Le président sud-africain, Cyril Ramaphosa, cherche à rétablir des relations apaisées avec les États-Unis après la récente décision de Donald Trump de réduire l’aide financière à l’Afrique du Sud. Lors d’une conférence organisée par Goldman Sachs à Johannesburg, il a exprimé sa volonté de conclure un accord avec Washington sur des questions commerciales, diplomatiques et politiques.
Cette tension découle de deux points de friction majeurs : la réforme agraire en Afrique du Sud et l’affaire portée par Pretoria contre Israël devant la Cour internationale de justice (CIJ). Trump a invoqué ces éléments pour justifier son décret exécutif limitant l’aide américaine.
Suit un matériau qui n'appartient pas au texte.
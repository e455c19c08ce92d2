//! B+ tree index.
//!
//! # Layout
//! - `node` - Fixed-capacity leaf and internal nodes
//! - `tree` - The arena-backed tree: insert, search, iteration
//! - `stats` - Shape statistics and node-visit counters
//!
//! Leaves hold up to [`MAX_KEYS`](crate::common::config::MAX_KEYS) sorted
//! `(key, location)` entries and are chained left to right, so a range scan
//! descends once and then walks the chain.

mod node;
mod stats;
mod tree;

pub use stats::{NodeVisits, TreeStats};
pub use tree::{BPlusTree, Iter};
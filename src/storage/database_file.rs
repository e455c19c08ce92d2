//! Database file - whole-store persistence to a single file.
//!
//! The [`DatabaseFile`] writes a [`PageStore`] out as a small header followed
//! by every page image, and reads it back with full validation.

use std::fs::{File, OpenOptions};
use std::io::{BufReader, BufWriter, ErrorKind, Read, Write};
use std::path::{Path, PathBuf};

use tracing::info;

use crate::common::config::{FILE_MAGIC, FORMAT_VERSION};
use crate::common::{Error, PageId, Result};
use crate::storage::page::{Page, PageHeader};
use crate::storage::PageStore;

/// Header at offset 0 of the database file.
///
/// # Layout (32 bytes)
/// ```text
/// Offset  Size  Field
/// ------  ----  -----
/// 0       8     magic ("BXSCDB\0\0")
/// 8       4     format version (little-endian)
/// 12      4     reserved (zero)
/// 16      8     record_count (little-endian)
/// 24      8     page_count (little-endian)
/// ```
#[derive(Debug, Clone, Copy, PartialEq, Eq)]
pub struct FileHeader {
    pub version: u32,
    pub record_count: u64,
    pub page_count: u64,
}

impl FileHeader {
    /// Size of the header in bytes.
    pub const SIZE: usize = 32;

    fn write_to(&self, data: &mut [u8; Self::SIZE]) {
        data[0..8].copy_from_slice(&FILE_MAGIC);
        data[8..12].copy_from_slice(&self.version.to_le_bytes());
        data[12..16].fill(0);
        data[16..24].copy_from_slice(&self.record_count.to_le_bytes());
        data[24..32].copy_from_slice(&self.page_count.to_le_bytes());
    }

    fn from_bytes(data: &[u8; Self::SIZE]) -> Result<Self> {
        if data[0..8] != FILE_MAGIC {
            return Err(Error::InvalidMagic);
        }

        let mut word = [0u8; 4];
        word.copy_from_slice(&data[8..12]);
        let version = u32::from_le_bytes(word);
        if version != FORMAT_VERSION {
            return Err(Error::UnsupportedVersion {
                found: version,
                expected: FORMAT_VERSION,
            });
        }

        let mut dword = [0u8; 8];
        dword.copy_from_slice(&data[16..24]);
        let record_count = u64::from_le_bytes(dword);
        dword.copy_from_slice(&data[24..32]);
        let page_count = u64::from_le_bytes(dword);

        Ok(Self {
            version,
            record_count,
            page_count,
        })
    }
}

/// Reads and writes the database file.
///
/// # File Layout
/// ```text
/// ┌────────────┬──────────────┬──────────────┬─────┬──────────────┐
/// │ FileHeader │ Page image 0 │ Page image 1 │ ... │ Page image N │
/// │ (32 B)     │ (12 + 4096)  │ (12 + 4096)  │     │ (12 + 4096)  │
/// └────────────┴──────────────┴──────────────┴─────┴──────────────┘
/// ```
///
/// Each page image is a [`PageHeader`] (used space, record count, CRC32)
/// followed by the full 4KB arena, not just the packed records.
///
/// # Durability
/// [`write`](Self::write) replaces the whole file and calls `fsync()` once at
/// the end. There is no journaling; a crash mid-write leaves a file that
/// fails validation on the next read.
#[derive(Debug, Clone)]
pub struct DatabaseFile {
    path: PathBuf,
}

impl DatabaseFile {
    /// Refer to a database file at `path` (nothing is opened yet).
    pub fn new<P: AsRef<Path>>(path: P) -> Self {
        Self {
            path: path.as_ref().to_path_buf(),
        }
    }

    /// Path of the file.
    pub fn path(&self) -> &Path {
        &self.path
    }

    /// Whether the file exists.
    pub fn exists(&self) -> bool {
        self.path.exists()
    }

    /// Size in bytes of a file holding `page_count` pages.
    pub const fn file_size(page_count: usize) -> u64 {
        (FileHeader::SIZE + page_count * PageHeader::IMAGE_SIZE) as u64
    }

    /// Write the whole store, replacing any existing file.
    ///
    /// # Errors
    /// Returns `Error::Io` if the file cannot be created or written.
    pub fn write(&self, store: &PageStore) -> Result<()> {
        let file = OpenOptions::new()
            .write(true)
            .create(true)
            .truncate(true)
            .open(&self.path)?;
        let mut writer = BufWriter::new(file);

        let header = FileHeader {
            version: FORMAT_VERSION,
            record_count: store.total_records() as u64,
            page_count: store.page_count() as u64,
        };
        let mut header_bytes = [0u8; FileHeader::SIZE];
        header.write_to(&mut header_bytes);
        writer.write_all(&header_bytes)?;

        let mut image = vec![0u8; PageHeader::IMAGE_SIZE];
        for page in store.pages() {
            page.write_image(&mut image);
            writer.write_all(&image)?;
        }

        let file = writer.into_inner().map_err(|e| e.into_error())?;
        file.sync_all()?; // fsync for durability

        info!(
            path = %self.path.display(),
            records = header.record_count,
            pages = header.page_count,
            "database written to disk"
        );
        Ok(())
    }

    /// Read the whole store back.
    ///
    /// # Errors
    /// - `Error::Io` if the file cannot be opened or read
    /// - `Error::InvalidMagic` / `Error::UnsupportedVersion` for foreign files
    /// - `Error::Truncated` if fewer page images follow than announced
    /// - `Error::ChecksumMismatch` / `Error::CorruptPage` for damaged pages
    /// - `Error::RecordCountMismatch` if the header disagrees with the pages
    pub fn read(&self) -> Result<PageStore> {
        let file = File::open(&self.path)?;
        let mut reader = BufReader::new(file);

        let mut header_bytes = [0u8; FileHeader::SIZE];
        match reader.read_exact(&mut header_bytes) {
            Ok(()) => {}
            Err(e) if e.kind() == ErrorKind::UnexpectedEof => return Err(Error::InvalidMagic),
            Err(e) => return Err(e.into()),
        }
        let header = FileHeader::from_bytes(&header_bytes)?;

        let mut pages = Vec::new();
        let mut image = vec![0u8; PageHeader::IMAGE_SIZE];
        for page_idx in 0..header.page_count {
            match reader.read_exact(&mut image) {
                Ok(()) => {}
                Err(e) if e.kind() == ErrorKind::UnexpectedEof => {
                    return Err(Error::Truncated {
                        expected: header.page_count,
                        found: page_idx,
                    });
                }
                Err(e) => return Err(e.into()),
            }
            pages.push(Page::from_image(PageId::new(page_idx as u32), &image)?);
        }

        let store = PageStore::from_pages(pages);
        if store.total_records() as u64 != header.record_count {
            return Err(Error::RecordCountMismatch {
                header: header.record_count,
                actual: store.total_records() as u64,
            });
        }

        info!(
            path = %self.path.display(),
            records = header.record_count,
            pages = header.page_count,
            "database read from disk"
        );
        Ok(store)
    }
}

#[cfg(test)]
mod tests {
    use super::*;
    use crate::storage::GameRecord;
    use tempfile::tempdir;

    fn store_with(n: i32) -> PageStore {
        let mut store = PageStore::new();
        for i in 0..n {
            store.add_record(&GameRecord {
                pts_home: i,
                ft_pct_home: 0.5,
                ..GameRecord::default()
            });
        }
        store
    }

    #[test]
    fn test_write_then_read() {
        let dir = tempdir().unwrap();
        let file = DatabaseFile::new(dir.path().join("games.db"));

        let store = store_with(250);
        file.write(&store).unwrap();
        assert!(file.exists());

        let restored = file.read().unwrap();
        assert_eq!(restored.total_records(), 250);
        assert_eq!(restored.page_count(), store.page_count());

        let original: Vec<_> = store.iter().collect();
        let reloaded: Vec<_> = restored.iter().collect();
        assert_eq!(original, reloaded);
    }

    #[test]
    fn test_file_size_matches_layout() {
        let dir = tempdir().unwrap();
        let file = DatabaseFile::new(dir.path().join("games.db"));
        let store = store_with(100);
        file.write(&store).unwrap();

        let on_disk = std::fs::metadata(file.path()).unwrap().len();
        assert_eq!(on_disk, DatabaseFile::file_size(store.page_count()));
    }

    #[test]
    fn test_empty_store_roundtrip() {
        let dir = tempdir().unwrap();
        let file = DatabaseFile::new(dir.path().join("empty.db"));
        file.write(&PageStore::new()).unwrap();

        let restored = file.read().unwrap();
        assert_eq!(restored.page_count(), 0);
    }

    #[test]
    fn test_open_nonexistent_fails() {
        let dir = tempdir().unwrap();
        let file = DatabaseFile::new(dir.path().join("missing.db"));
        assert!(matches!(file.read(), Err(Error::Io(_))));
    }

    #[test]
    fn test_bad_magic_rejected() {
        let dir = tempdir().unwrap();
        let path = dir.path().join("junk.db");
        std::fs::write(&path, [0x42u8; 64]).unwrap();

        assert!(matches!(DatabaseFile::new(&path).read(), Err(Error::InvalidMagic)));
    }

    #[test]
    fn test_short_file_rejected() {
        let dir = tempdir().unwrap();
        let path = dir.path().join("short.db");
        std::fs::write(&path, b"BXSC").unwrap();

        assert!(matches!(DatabaseFile::new(&path).read(), Err(Error::InvalidMagic)));
    }

    #[test]
    fn test_unknown_version_rejected() {
        let dir = tempdir().unwrap();
        let file = DatabaseFile::new(dir.path().join("v.db"));
        file.write(&store_with(3)).unwrap();

        let mut bytes = std::fs::read(file.path()).unwrap();
        bytes[8..12].copy_from_slice(&9u32.to_le_bytes());
        std::fs::write(file.path(), &bytes).unwrap();

        assert!(matches!(
            file.read(),
            Err(Error::UnsupportedVersion { found: 9, .. })
        ));
    }

    #[test]
    fn test_truncated_file_rejected() {
        let dir = tempdir().unwrap();
        let file = DatabaseFile::new(dir.path().join("t.db"));
        file.write(&store_with(200)).unwrap();

        let bytes = std::fs::read(file.path()).unwrap();
        std::fs::write(file.path(), &bytes[..bytes.len() - 100]).unwrap();

        match file.read() {
            Err(Error::Truncated { expected, found }) => {
                assert_eq!(expected, 3);
                assert_eq!(found, 2);
            }
            other => panic!("expected truncation, got {:?}", other.err()),
        }
    }

    #[test]
    fn test_corrupted_page_rejected() {
        let dir = tempdir().unwrap();
        let file = DatabaseFile::new(dir.path().join("c.db"));
        file.write(&store_with(10)).unwrap();

        let mut bytes = std::fs::read(file.path()).unwrap();
        let offset = FileHeader::SIZE + PageHeader::SIZE + 17;
        bytes[offset] ^= 0x01;
        std::fs::write(file.path(), &bytes).unwrap();

        assert!(matches!(
            file.read(),
            Err(Error::ChecksumMismatch { page_id: 0 })
        ));
    }

    #[test]
    fn test_record_count_mismatch_rejected() {
        let dir = tempdir().unwrap();
        let file = DatabaseFile::new(dir.path().join("m.db"));
        file.write(&store_with(10)).unwrap();

        let mut bytes = std::fs::read(file.path()).unwrap();
        bytes[16..24].copy_from_slice(&11u64.to_le_bytes());
        std::fs::write(file.path(), &bytes).unwrap();

        assert!(matches!(
            file.read(),
            Err(Error::RecordCountMismatch {
                header: 11,
                actual: 10
            })
        ));
    }
}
Ramaphosa, tout en évitant une justification directe, a insisté sur la nécessité de renforcer les relations bilatérales, soulignant que son pays ne veut pas être perçu comme un adversaire des États-Unis. Cependant, les inquiétudes demeurent quant à l’avenir du statut préférentiel de l’Afrique du Sud dans le cadre de l’AGOA (African Growth and Opportunity Act), un programme clé pour les échanges commerciaux.
Alors que Pretoria tente de maintenir une posture de non-alignement entre les grandes puissances (États-Unis, Chine, Russie), Trump a clairement lié l’affaire de la CIJ à une position hostile envers Washington et ses alliés. Dans ce contexte, la volonté de Ramaphosa de négocier un accord avec la Maison-Blanche pourrait être une tentative de préserver les intérêts économiques sud-africains tout en réaffirmant son indépendance sur la scène internationale.